Re: [RFC PATCH 0/3] Support for tail (branch point) experiment

[Date Prev][Date Next][Thread Prev][Thread Next][Date Index][Thread Index]

 



On Fri, Mar 10, 2023 at 6:04 PM Junio C Hamano <gitster@xxxxxxxxx> wrote:
>
> Felipe Contreras <felipe.contreras@xxxxxxxxx> writes:
>
> > This is *not* meant a serious proposal, it's just an exploration of an
> > idea.
>
> It is easy to explain and understand the benefit of keeping a
> separate pointer to the bottom [*] of the branch on top of which the
> history leading to the commit at the tip of the branch has been
> built, but the devil is in the details of how such a bottom pointer
> will be maintained.
>
>     side note: below, I use "bottom" because for me it is the most
>     natural term to refer to the starting end of the range of
>     commits.  In the context of this topic, readers can replace any
>     "bottom" they see with "tail", if they prefer.

Perhaps @{base} would be better (I think that was my original name).
Mercurial has an experimental feature called "topics", and that's the
name they use for the starting point of a topic.

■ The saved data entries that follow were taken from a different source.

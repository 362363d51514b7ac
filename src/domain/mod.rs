//! Core domain types and logic.

pub mod amount;
pub mod backtest;
pub mod drip;
pub mod error;
pub mod fx;
pub mod market_data;
pub mod position;
pub mod settings;
//! Dividend reinvestment (DRIP) simulation.
//!
//! Each dividend is paid on every share held at its ex-date, including
//! shares bought by earlier reinvestments, so the position compounds.

use chrono::NaiveDate;
use serde::Serialize;
use tracing::debug;

use crate::domain::error::HindsightError;
use crate::domain::market_data::DividendEvent;
use crate::ports::price_port::PriceSource;

/// One reinvested dividend.
#[derive(Debug, Clone, PartialEq, Serialize)]
#[serde(rename_all = "camelCase")]
pub struct Reinvestment {
    pub date: NaiveDate,
    pub cash: f64,
    pub price: f64,
    pub shares: f64,
}

#[derive(Debug, Clone, PartialEq, Default)]
pub struct DripResult {
    pub reinvested_shares: f64,
    /// Chronological, one entry per dividend that produced cash.
    pub reinvestments: Vec<Reinvestment>,
}

/// Price at which a dividend's cash buys new shares.
pub trait ReinvestmentPricer {
    fn price_for(&self, event: &DividendEvent) -> Result<f64, HindsightError>;
}

/// Every dividend is reinvested at one fixed price (the buy-date close).
#[derive(Debug, Clone, Copy)]
pub struct ConstantPrice(pub f64);

impl ReinvestmentPricer for ConstantPrice {
    fn price_for(&self, _event: &DividendEvent) -> Result<f64, HindsightError> {
        Ok(self.0)
    }
}

/// Each dividend is reinvested at the close on its own ex-date.
pub struct ExDatePrice<'a> {
    pub source: &'a dyn PriceSource,
    pub ticker: &'a str,
}

impl ReinvestmentPricer for ExDatePrice<'_> {
    fn price_for(&self, event: &DividendEvent) -> Result<f64, HindsightError> {
        self.source.close_price(self.ticker, event.ex_date)
    }
}

/// Dividends with an ex-date in `[buy, sell]`. A same-day round trip has no
/// window at all.
pub fn window(dividends: &[DividendEvent], buy: NaiveDate, sell: NaiveDate) -> Vec<DividendEvent> {
    if buy >= sell {
        return Vec::new();
    }
    dividends
        .iter()
        .filter(|d| d.ex_date >= buy && d.ex_date <= sell)
        .cloned()
        .collect()
}

/// Reinvest each dividend of `ticker` in turn, compounding into the
/// shares held for the next one.
pub fn simulate(
    ticker: &str,
    initial_shares: f64,
    dividends: &[DividendEvent],
    pricer: &dyn ReinvestmentPricer,
) -> Result<DripResult, HindsightError> {
    let mut events: Vec<&DividendEvent> = dividends.iter().collect();
    events.sort_by_key(|d| d.ex_date);

    let mut shares = initial_shares;
    let mut result = DripResult::default();

    for event in events {
        let cash = shares * event.per_share_amount;
        if cash.is_nan() || cash <= 0.0 {
            debug!(ex_date = %event.ex_date, "skipping dividend with no cash");
            continue;
        }

        let price = pricer.price_for(event)?;
        if !price.is_finite() || price <= 0.0 {
            return Err(HindsightError::InvalidPrice {
                ticker: ticker.to_string(),
                date: event.ex_date,
                price,
            });
        }

        let bought = cash / price;
        shares += bought;
        result.reinvested_shares += bought;
        result.reinvestments.push(Reinvestment {
            date: event.ex_date,
            cash,
            price,
            shares: bought,
        });
    }

    Ok(result)
}
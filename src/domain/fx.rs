//! Historical currency conversion.

use chrono::NaiveDate;
use tracing::debug;

use crate::domain::error::HindsightError;
use crate::ports::fx_port::FxRateSource;

const SYMBOL_CODES: &[(&str, &str)] = &[
    ("$", "USD"),
    ("€", "EUR"),
    ("£", "GBP"),
    ("¥", "JPY"),
    ("₹", "INR"),
    ("₩", "KRW"),
    ("₽", "RUB"),
    ("₺", "TRY"),
    ("₪", "ILS"),
    ("₫", "VND"),
    ("₱", "PHP"),
    ("₴", "UAH"),
    ("₦", "NGN"),
    ("฿", "THB"),
    ("₿", "BTC"),
];

/// Resolve a parsed currency token (code or symbol) to a three-letter code.
///
/// Returns `None` for symbols with no known code.
pub fn currency_code(token: &str) -> Option<String> {
    if token.len() == 3 && token.chars().all(|c| c.is_ascii_uppercase()) {
        return Some(token.to_string());
    }
    SYMBOL_CODES
        .iter()
        .find(|(symbol, _)| *symbol == token)
        .map(|(_, code)| code.to_string())
}

pub struct FxConverter<'a> {
    source: &'a dyn FxRateSource,
}

impl<'a> FxConverter<'a> {
    pub fn new(source: &'a dyn FxRateSource) -> Self {
        Self { source }
    }

    /// Units of `to` per unit of `from` on `date`. Identical currencies
    /// short-circuit to 1.0 without touching the rate source.
    pub fn rate(&self, from: &str, to: &str, date: NaiveDate) -> Result<f64, HindsightError> {
        if from == to {
            return Ok(1.0);
        }

        debug!(from, to, %date, "fetching fx rate");
        let rate = self.source.rate(from, to, date)?;
        if !rate.is_finite() || rate <= 0.0 {
            return Err(HindsightError::RateUnavailable {
                from: from.to_string(),
                to: to.to_string(),
                date,
                reason: format!("source returned unusable rate {}", rate),
            });
        }
        Ok(rate)
    }

    pub fn convert(
        &self,
        amount: f64,
        from: &str,
        to: &str,
        date: NaiveDate,
    ) -> Result<f64, HindsightError> {
        Ok(amount * self.rate(from, to, date)?)
    }
}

> In a sense, this is very similar to the idea of "notes".  It is easy
> to explain and understand that a bag of objects, in which additional
> data can be associated with an object name, can be used to keep
> track of extra data on commits (and other objects) after they are
> created without invalidating their object name.  As long as they are
> copied/moved when a commit is used to create another copy of it.
> The "notes" are automatically copied across "rebasing", which is one
> of the many details that makes the "notes" usable, but cherry-pick
> that does not honor notes.rewriteRef sometimes leads to frustration.

I implemented that in 2014 [1].

There's no actual reason for that to not work in 2023 if we wanted.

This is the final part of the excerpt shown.